View Single Post
  #7   Report Post  
Old 08-04-2008, 02:15 AM posted to aus.gardens,rec.gardens.edible
David Hare-Scott David Hare-Scott is offline
external usenet poster
 
First recorded activity by GardenBanter: Jul 2006
Posts: 438
Default Large scale permaculture


"len gardener" wrote in message
...
g'day david,

there is this place here in south aus'

http://foodforest.com.au/

don't know that it fits your scale or not they are growing edible
stuff using p/c principals, but it is still marginal land that is
being used for less the habitat which it would serve the community
better as.

permaculture is more a mind set of ideas to look after the planet
better, once commercialism comes into it then profit will over ride.


I agree about the mindset. But we are embedded in a largely free enterprise
society in which you have to be commercially viable to keep going.
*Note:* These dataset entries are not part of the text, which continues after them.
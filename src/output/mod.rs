//! Output formatting for subnet results and the troubleshooting guide.
//!
//! - [`csv`] - CSV output formatting
//! - [`terminal`] - Terminal output with colors
//! - [`to_json`] - pretty JSON of any serializable result

mod csv;
mod terminal;

use serde::Serialize;
use std::error::Error;

pub use csv::{csv_row, subnet_print, CSV_HEADER};
pub use terminal::{format_field, format_number, render_category, render_subnet_result};

/// Serialize a value as pretty JSON.
pub fn to_json<T: Serialize>(value: &T) -> Result<String, Box<dyn Error>> {
    serde_json::to_string_pretty(value).map_err(|e| format!("Error serializing JSON: {e}").into())
}
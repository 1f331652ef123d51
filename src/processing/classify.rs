//! Address classification.
//!
//! Two independent views of an address: the legacy classful range of the
//! first octet, and the special-use block it belongs to.

use crate::models::{to_integer, AddressClass, AddressType};

/// Classful address class of a dotted-decimal address.
///
/// First octets 0 and 127 fall outside every class and give
/// [`AddressClass::Unknown`], even though 127 is loopback.
pub fn address_class(address: &str) -> AddressClass {
    class_of(to_integer(address))
}

/// Special-use category of a dotted-decimal address.
pub fn address_type(address: &str) -> AddressType {
    type_of(to_integer(address))
}

pub(crate) fn class_of(addr: u32) -> AddressClass {
    match addr.to_be_bytes()[0] {
        1..=126 => AddressClass::A,
        128..=191 => AddressClass::B,
        192..=223 => AddressClass::C,
        224..=239 => AddressClass::DMulticast,
        240..=255 => AddressClass::EReserved,
        _ => AddressClass::Unknown,
    }
}

pub(crate) fn type_of(addr: u32) -> AddressType {
    let [first, second, _, _] = addr.to_be_bytes();
    // first match wins, checked in this order
    match (first, second) {
        (10, _) => AddressType::Private,
        (172, 16..=31) => AddressType::Private,
        (192, 168) => AddressType::Private,
        (127, _) => AddressType::Loopback,
        (169, 254) => AddressType::LinkLocal,
        (224..=239, _) => AddressType::Multicast,
        (240..=255, _) => AddressType::Reserved,
        _ => AddressType::Public,
    }
}
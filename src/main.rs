use std::error::Error;
use subnet_calc::cli::Cli;
use subnet_calc::config::Config;

fn main() -> Result<(), Box<dyn Error>> {
    // Do as little as possible in main.rs as it can't contain any tests
    dotenv::dotenv().ok();
    let config = Config::from_env()?;
    subnet_calc::init_logging(&config)?;
    log::info!("#Start main()");

    let cli = Cli::from_args();
    subnet_calc::run(cli.command, &config)?;

    log::info!("#End main()");
    Ok(())
}
//! Domain models for the subnet calculator.
//!
//! This module contains the core data structures used throughout the application:
//! - [`Ipv4`] and the address codec / mask helpers
//! - [`SubnetResult`] - everything derived from an address and prefix
//! - [`TroubleshootingCategory`] and [`TroubleshootingStep`] - static guide data

mod ipv4;
mod subnet;
mod troubleshooting;

// Re-export public types
pub use ipv4::{
    binary_grouped_mask, broadcast_addr, is_valid_ipv4, mask_for_prefix, network_addr,
    parse_addr, to_address, to_integer, wildcard_mask, Ipv4, MAX_LENGTH,
};
pub use subnet::{AddressClass, AddressType, PrefixReference, SubnetResult};
pub use troubleshooting::{TroubleshootingCategory, TroubleshootingStep};
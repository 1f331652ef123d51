//! IPv4 address and CIDR notation utilities.
//!
//! Provides the dotted-decimal codec, the address validator, subnet mask
//! derivation and the [`Ipv4`] struct for an address with a prefix length.
//! All arithmetic is done on `u32` so addresses >= 128.0.0.0 never sign-extend.

use itertools::Itertools;
use lazy_static::lazy_static;
use regex::Regex;
use serde::de;
use serde::{Deserialize, Deserializer, Serialize};
use std::error::Error;
use std::net::Ipv4Addr;
use std::str::FromStr;

/// Maximum length for an IPv4 subnet mask (32 bits).
pub const MAX_LENGTH: u8 = 32;

lazy_static! {
    // Four groups of 0-255. One or two leading zeros are allowed ("001").
    static ref IPV4_RE: Regex = Regex::new(
        r"^(?:(?:25[0-5]|2[0-4][0-9]|[01]?[0-9][0-9]?)\.){3}(?:25[0-5]|2[0-4][0-9]|[01]?[0-9][0-9]?)$"
    )
    .expect("Invalid Regex?");
}

/// Check that `text` is a dotted-decimal IPv4 address.
///
/// Leading zeros inside an octet are accepted (`192.168.001.1`) and are
/// normalized away by [`to_integer`]. Surrounding whitespace is rejected.
///
/// # Examples
/// ```
/// use subnet_calc::models::is_valid_ipv4;
/// assert!(is_valid_ipv4("192.168.1.1"));
/// assert!(!is_valid_ipv4("256.1.1.1"));
/// ```
pub fn is_valid_ipv4(text: &str) -> bool {
    IPV4_RE.is_match(text)
}

/// Pack a dotted-decimal address into a big-endian `u32`.
///
/// The caller must have checked the text with [`is_valid_ipv4`]. On text that
/// fails validation the result is unspecified: unparsable groups read as 0,
/// missing groups are zero-filled and extra groups are ignored.
pub fn to_integer(address: &str) -> u32 {
    address
        .split('.')
        .take(4)
        .map(|part| part.parse::<u32>().unwrap_or(0) & 0xFF)
        .pad_using(4, |_| 0)
        .fold(0u32, |acc, octet| (acc << 8) | octet)
}

/// Format a `u32` as a dotted-decimal address.
pub fn to_address(value: u32) -> String {
    [24u32, 16, 8, 0]
        .iter()
        .map(|shift| (value >> shift) & 0xFF)
        .join(".")
}

/// Convert a prefix length to a subnet mask as u32.
///
/// Prefixes above 32 saturate to the all-ones mask.
///
/// # Examples
/// ```
/// use subnet_calc::models::mask_for_prefix;
/// assert_eq!(mask_for_prefix(24), 0xFFFFFF00);
/// assert_eq!(mask_for_prefix(0), 0);
/// ```
pub fn mask_for_prefix(prefix: u8) -> u32 {
    match prefix.min(MAX_LENGTH) {
        // u32 << 32 overflows, so the empty mask is spelled out
        0 => 0,
        len => u32::MAX << (MAX_LENGTH - len),
    }
}

/// Subnet mask as 32 binary digits in four dot-separated groups of eight.
pub fn binary_grouped_mask(prefix: u8) -> String {
    let bits = format!("{:032b}", mask_for_prefix(prefix));
    bits.as_bytes()
        .chunks(8)
        .map(|group| String::from_utf8_lossy(group).into_owned())
        .join(".")
}

/// Wildcard (inverse) mask of a dotted-decimal subnet mask, `255 - octet` per octet.
///
/// # Examples
/// ```
/// use subnet_calc::models::wildcard_mask;
/// assert_eq!(wildcard_mask("255.255.255.0"), "0.0.0.255");
/// ```
pub fn wildcard_mask(subnet_mask: &str) -> String {
    to_address(!to_integer(subnet_mask))
}

/// Network address (host bits cleared) for an address and prefix length.
pub fn network_addr(addr: u32, len: u8) -> u32 {
    addr & mask_for_prefix(len)
}

/// Broadcast address (host bits set) for an address and prefix length.
pub fn broadcast_addr(addr: u32, len: u8) -> u32 {
    let mask = mask_for_prefix(len);
    (addr & mask) | !mask
}

/// IPv4 address with CIDR notation support.
#[derive(Eq, PartialEq, Ord, PartialOrd, Debug, Copy, Clone, Hash)]
pub struct Ipv4 {
    /// The IPv4 address.
    pub addr: Ipv4Addr,
    /// The prefix length (0-32).
    pub mask: u8,
}

impl Serialize for Ipv4 {
    fn serialize<S>(&self, serializer: S) -> Result<S::Ok, S::Error>
    where
        S: serde::ser::Serializer,
    {
        serializer.serialize_str(&self.to_string())
    }
}

impl<'de> Deserialize<'de> for Ipv4 {
    fn deserialize<D>(deserializer: D) -> Result<Ipv4, D::Error>
    where
        D: Deserializer<'de>,
    {
        let s = String::deserialize(deserializer)?;
        Ipv4::new(&s).map_err(|e| de::Error::custom(format!("invalid CIDR {s}: {e}")))
    }
}

impl Ipv4 {
    /// Create a new [`Ipv4`] from a CIDR string (e.g., "10.0.0.0/24").
    pub fn new(addr_cidr: &str) -> Result<Ipv4, Box<dyn Error>> {
        let addr_cidr = addr_cidr.trim();
        let (addr, mask) = addr_cidr
            .split_once('/')
            .ok_or("Invalid address/mask")?;
        let addr = parse_addr(addr)?;
        let mask: u8 = mask
            .parse()
            .map_err(|_| format!("Invalid mask {mask}"))?;
        if mask > MAX_LENGTH {
            return Err("Network length is too long".into());
        }
        Ok(Ipv4 { addr, mask })
    }

    /// Get the lowest (network) address in the subnet.
    pub fn lo(&self) -> Ipv4Addr {
        Ipv4Addr::from(network_addr(u32::from(self.addr), self.mask))
    }

    /// Get the highest (broadcast) address in the subnet.
    pub fn hi(&self) -> Ipv4Addr {
        Ipv4Addr::from(broadcast_addr(u32::from(self.addr), self.mask))
    }

    /// Check whether `ip` falls inside this subnet.
    pub fn contains(&self, ip: Ipv4Addr) -> bool {
        self.lo() <= ip && ip <= self.hi()
    }
}

impl FromStr for Ipv4 {
    type Err = Box<dyn Error>;

    fn from_str(s: &str) -> Result<Self, Self::Err> {
        Ipv4::new(s)
    }
}

impl std::fmt::Display for Ipv4 {
    fn fmt(&self, f: &mut std::fmt::Formatter) -> std::fmt::Result {
        write!(f, "{}/{}", self.addr, self.mask)
    }
}

/// Validate and parse a dotted-decimal address, tolerating leading zeros.
pub fn parse_addr(text: &str) -> Result<Ipv4Addr, Box<dyn Error>> {
    if !is_valid_ipv4(text) {
        return Err(format!("Invalid address {text}").into());
    }
    Ok(Ipv4Addr::from(to_integer(text)))
}
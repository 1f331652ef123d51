//! Runtime configuration from the environment (and `.env` via dotenv).

use crate::models::{is_valid_ipv4, MAX_LENGTH};
use std::error::Error;

pub const DEFAULT_ADDRESS: &str = "192.168.1.100";
pub const DEFAULT_PREFIX: u8 = 24;
pub const DEFAULT_LOG_CONFIG: &str = "log4rs.yml";

/// Defaults for the calculator and the logging setup.
#[derive(Debug, Clone, PartialEq, Eq)]
pub struct Config {
    /// Address used when none is given on the command line.
    pub default_address: String,
    /// Prefix used when none is given on the command line.
    pub default_prefix: u8,
    /// Path of the log4rs yaml file.
    pub log_config: String,
}

impl Default for Config {
    fn default() -> Self {
        Config {
            default_address: DEFAULT_ADDRESS.to_string(),
            default_prefix: DEFAULT_PREFIX,
            log_config: DEFAULT_LOG_CONFIG.to_string(),
        }
    }
}

impl Config {
    /// Read `SUBNET_CALC_*` variables from the process environment.
    pub fn from_env() -> Result<Config, Box<dyn Error>> {
        Config::from_lookup(|key| std::env::var(key).ok())
    }

    /// Build a config from any key lookup, for tests and embedding.
    pub fn from_lookup<F>(lookup: F) -> Result<Config, Box<dyn Error>>
    where
        F: Fn(&str) -> Option<String>,
    {
        let mut config = Config::default();

        if let Some(address) = lookup("SUBNET_CALC_DEFAULT_ADDRESS") {
            if !is_valid_ipv4(&address) {
                return Err(format!("SUBNET_CALC_DEFAULT_ADDRESS is not an IPv4 address: {address}").into());
            }
            config.default_address = address;
        }
        if let Some(prefix) = lookup("SUBNET_CALC_DEFAULT_PREFIX") {
            let prefix: u8 = prefix
                .parse()
                .map_err(|_| format!("SUBNET_CALC_DEFAULT_PREFIX is not a number: {prefix}"))?;
            if prefix > MAX_LENGTH {
                return Err(format!("SUBNET_CALC_DEFAULT_PREFIX must be 0-32, got {prefix}").into());
            }
            config.default_prefix = prefix;
        }
        if let Some(log_config) = lookup("SUBNET_CALC_LOG_CONFIG") {
            config.log_config = log_config;
        }

        log::debug!("config={config:?}");
        Ok(config)
    }
}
Mollison's
philosophy is such that he would remake much of society, its values and
motives not merely how we get our food. Although he does give a nod to
"legality, people, culture, trade and commerce" as a component in creating a
design. So perhaps he does accept that commerce and making a dollar is not
altogether evil. The question is how do you do it in a society whose
agriculture is based on permaculture?

I know of small scale operations where on a few acres a family is growing
enough to mainly feed themselves and sell some to make a dollar to buy what
they cannot grow. This makes that family very happy, they have the ability to
live in the way that they see it is proper to live.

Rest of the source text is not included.